**INSTRUCTIONS TO FOLLOW**: Look at every line below and count those containing "handlers". Answer with the number only.

Records from a data source
::::::::::
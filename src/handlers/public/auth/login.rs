// handlers/public/auth/login.rs - POST /api/v1/auth/login handler

use axum::extract::State;
use once_cell::sync::Lazy;

use crate::auth::compare_password;
use crate::error::ApiError;
use crate::middleware::{ApiResponse, ApiResult, JsonBody};
use crate::state::AppState;
use crate::validation::{Field, Rule, Schema};

use super::TokenResponse;

static LOGIN: Lazy<Schema> = Lazy::new(|| {
    Schema::new(vec![
        Field::new("username", "Please enter username")
            .rule(Rule::NotEmpty)
            .rule(Rule::Email("Please provide a valid email")),
        Field::new("password", "Please enter password").rule(Rule::NotEmpty),
    ])
});

/// POST /api/v1/auth/login - Authenticate and receive a token
///
/// Input: `{"username", "password"}`
/// Output (200): `{"token"}`
///
/// Unknown username and wrong password produce the same 401 so the
/// response never reveals whether an account exists.
pub async fn login_post(
    State(state): State<AppState>,
    JsonBody(body): JsonBody,
) -> ApiResult<TokenResponse> {
    let mut form = LOGIN.check(&body).finish()?;
    let username = form.take("username");

    let Some(user) = state.store.find_user_by_username(&username).await? else {
        tracing::info!("Login failed: unknown username");
        return Err(ApiError::InvalidCredentials);
    };

    if !compare_password(&form.take("password"), &user.password).await? {
        tracing::info!("Login failed: wrong password for user {}", user.id);
        return Err(ApiError::InvalidCredentials);
    }

    let token = state.tokens.issue(user.id, &user.name)?;
    tracing::debug!("User {} logged in", user.id);

    Ok(ApiResponse::success(TokenResponse {
        token,
        message: None,
    }))
}
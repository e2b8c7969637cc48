use chrono::{Duration, Utc};
use jsonwebtoken::{decode, encode, DecodingKey, EncodingKey, Header, Validation};
use serde::{Deserialize, Serialize};
use thiserror::Error;
use uuid::Uuid;

use crate::config::SecurityConfig;

pub mod password;

pub use password::{compare_password, hash_password, PasswordError};

// Ten years; keeps `now + lifetime` far from chrono's range limits
const MAX_LIFETIME_HOURS: i64 = 24 * 365 * 10;

/// Claims carried by every identity token
#[derive(Debug, Clone, Serialize, Deserialize)]
#[serde(rename_all = "camelCase")]
pub struct Claims {
    pub user_id: Uuid,
    pub name: String,
    pub exp: i64,
    pub iat: i64,
}

/// Identity recovered from a verified token
#[derive(Debug, Clone, PartialEq, Eq)]
pub struct Identity {
    pub user_id: Uuid,
    pub name: String,
}

impl From<Claims> for Identity {
    fn from(claims: Claims) -> Self {
        Self {
            user_id: claims.user_id,
            name: claims.name,
        }
    }
}

#[derive(Debug, Error)]
pub enum TokenError {
    #[error("JWT generation error: {0}")]
    Generation(#[source] jsonwebtoken::errors::Error),

    /// Bad signature, malformed payload or expired. Callers only ever see this variant.
    #[error("invalid token")]
    Invalid,
}

/// Issues and verifies HS256 identity tokens
#[derive(Clone)]
pub struct TokenService {
    encoding_key: EncodingKey,
    decoding_key: DecodingKey,
    lifetime: Duration,
}

impl TokenService {
    pub fn new(secret: &str, lifetime: Duration) -> Self {
        Self {
            encoding_key: EncodingKey::from_secret(secret.as_bytes()),
            decoding_key: DecodingKey::from_secret(secret.as_bytes()),
            lifetime,
        }
    }

    pub fn from_config(security: &SecurityConfig) -> Self {
        let hours = i64::try_from(security.jwt_expiry_hours)
            .unwrap_or(MAX_LIFETIME_HOURS)
            .min(MAX_LIFETIME_HOURS);
        Self::new(&security.jwt_secret, Duration::hours(hours))
    }

    pub fn issue(&self, user_id: Uuid, name: &str) -> Result<String, TokenError> {
        let now = Utc::now();
        let claims = Claims {
            user_id,
            name: name.to_string(),
            exp: (now + self.lifetime).timestamp(),
            iat: now.timestamp(),
        };

        encode(&Header::default(), &claims, &self.encoding_key).map_err(TokenError::Generation)
    }

    pub fn verify(&self, token: &str) -> Result<Identity, TokenError> {
        let validation = Validation::default();

        decode::<Claims>(token, &self.decoding_key, &validation)
            .map(|data| Identity::from(data.claims))
            .map_err(|e| {
                tracing::debug!("Token verification failed: {}", e);
                TokenError::Invalid
            })
    }
}

impl std::fmt::Debug for TokenService {
    fn fmt(&self, f: &mut std::fmt::Formatter<'_>) -> std::fmt::Result {
        f.debug_struct("TokenService")
            .field("lifetime", &self.lifetime)
            .finish_non_exhaustive()
    }
}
::::::::::
**COMPLETED EXERCISE**: 2